▶ [Work to complete] For each line of the listing that contains "perms", make a copy and return it.

▶ [Material for this exercise]
:::::
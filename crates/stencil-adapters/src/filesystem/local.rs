//! Local filesystem adapter using std::fs.

use std::io;
use std::path::{Path, PathBuf};

use tracing::debug;
use walkdir::WalkDir;

use stencil_core::{
    application::{ApplicationError, ports::Filesystem},
    error::{StencilError, StencilResult},
};

/// Production filesystem implementation using `std::fs`.
#[derive(Debug, Clone, Copy)]
pub struct LocalFilesystem;

impl LocalFilesystem {
    /// Create a new local filesystem adapter.
    pub fn new() -> Self {
        Self
    }
}

impl Default for LocalFilesystem {
    fn default() -> Self {
        Self::new()
    }
}

impl Filesystem for LocalFilesystem {
    fn exists(&self, path: &Path) -> bool {
        path.exists()
    }

    fn read_to_string(&self, path: &Path) -> StencilResult<String> {
        let bytes = std::fs::read(path).map_err(|e| map_io_error(path, e, "read file"))?;
        String::from_utf8(bytes).map_err(|_| {
            ApplicationError::Encoding {
                path: path.to_path_buf(),
            }
            .into()
        })
    }

    fn write_file(&self, path: &Path, content: &str) -> StencilResult<()> {
        if let Some(parent) = path.parent().filter(|p| !p.as_os_str().is_empty()) {
            std::fs::create_dir_all(parent)
                .map_err(|e| map_io_error(parent, e, "create directory"))?;
        }
        std::fs::write(path, content).map_err(|e| map_io_error(path, e, "write file"))
    }

    fn rename(&self, from: &Path, to: &Path) -> StencilResult<()> {
        if !from.exists() {
            return Err(ApplicationError::io(from, "source does not exist").into());
        }
        if to.exists() {
            return Err(ApplicationError::io(to, "destination already exists").into());
        }
        if let Some(parent) = to.parent().filter(|p| !p.as_os_str().is_empty()) {
            std::fs::create_dir_all(parent)
                .map_err(|e| map_io_error(parent, e, "create directory"))?;
        }
        std::fs::rename(from, to).map_err(|e| map_io_error(from, e, "rename"))
    }

    fn remove_dir_all(&self, path: &Path) -> StencilResult<()> {
        match std::fs::remove_dir_all(path) {
            // Git marks its object files read-only, which blocks deletion on Windows.
            Err(e) if e.kind() == io::ErrorKind::PermissionDenied => {
                debug!(path = %path.display(), "Clearing read-only flags before removal");
                clear_readonly(path)?;
                std::fs::remove_dir_all(path)
                    .map_err(|e| map_io_error(path, e, "remove directory"))
            }
            other => other.map_err(|e| map_io_error(path, e, "remove directory")),
        }
    }

    fn remove_file(&self, path: &Path) -> StencilResult<()> {
        std::fs::remove_file(path).map_err(|e| map_io_error(path, e, "remove file"))
    }

    fn list_files(&self, root: &Path) -> StencilResult<Vec<PathBuf>> {
        let mut files = Vec::new();
        for entry in WalkDir::new(root).sort_by_file_name() {
            let entry = entry.map_err(|e| {
                let path = e.path().unwrap_or(root).to_path_buf();
                ApplicationError::io(path, e)
            })?;
            if entry.file_type().is_file() {
                files.push(entry.into_path());
            }
        }
        files.sort();
        Ok(files)
    }
}

fn clear_readonly(root: &Path) -> StencilResult<()> {
    for entry in WalkDir::new(root).into_iter().filter_map(Result::ok) {
        let path = entry.path();
        let mut perms = entry
            .metadata()
            .map_err(|e| ApplicationError::io(path, e))?
            .permissions();
        if perms.readonly() {
            #[allow(clippy::permissions_set_readonly_false)]
            perms.set_readonly(false);
            std::fs::set_permissions(path, perms)
                .map_err(|e| map_io_error(path, e, "set permissions"))?;
        }
    }
    Ok(())
}

fn map_io_error(path: &Path, e: io::Error, operation: &str) -> StencilError {
    ApplicationError::Io {
        path: path.to_path_buf(),
        reason: format!("Failed to {}: {}", operation, e),
    }
    .into()
}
:::::
▶ [Response to this task]
        let mut perms = entry
        if perms.readonly() {
            perms.set_readonly(false);
            std::fs::set_permissions(path, perms)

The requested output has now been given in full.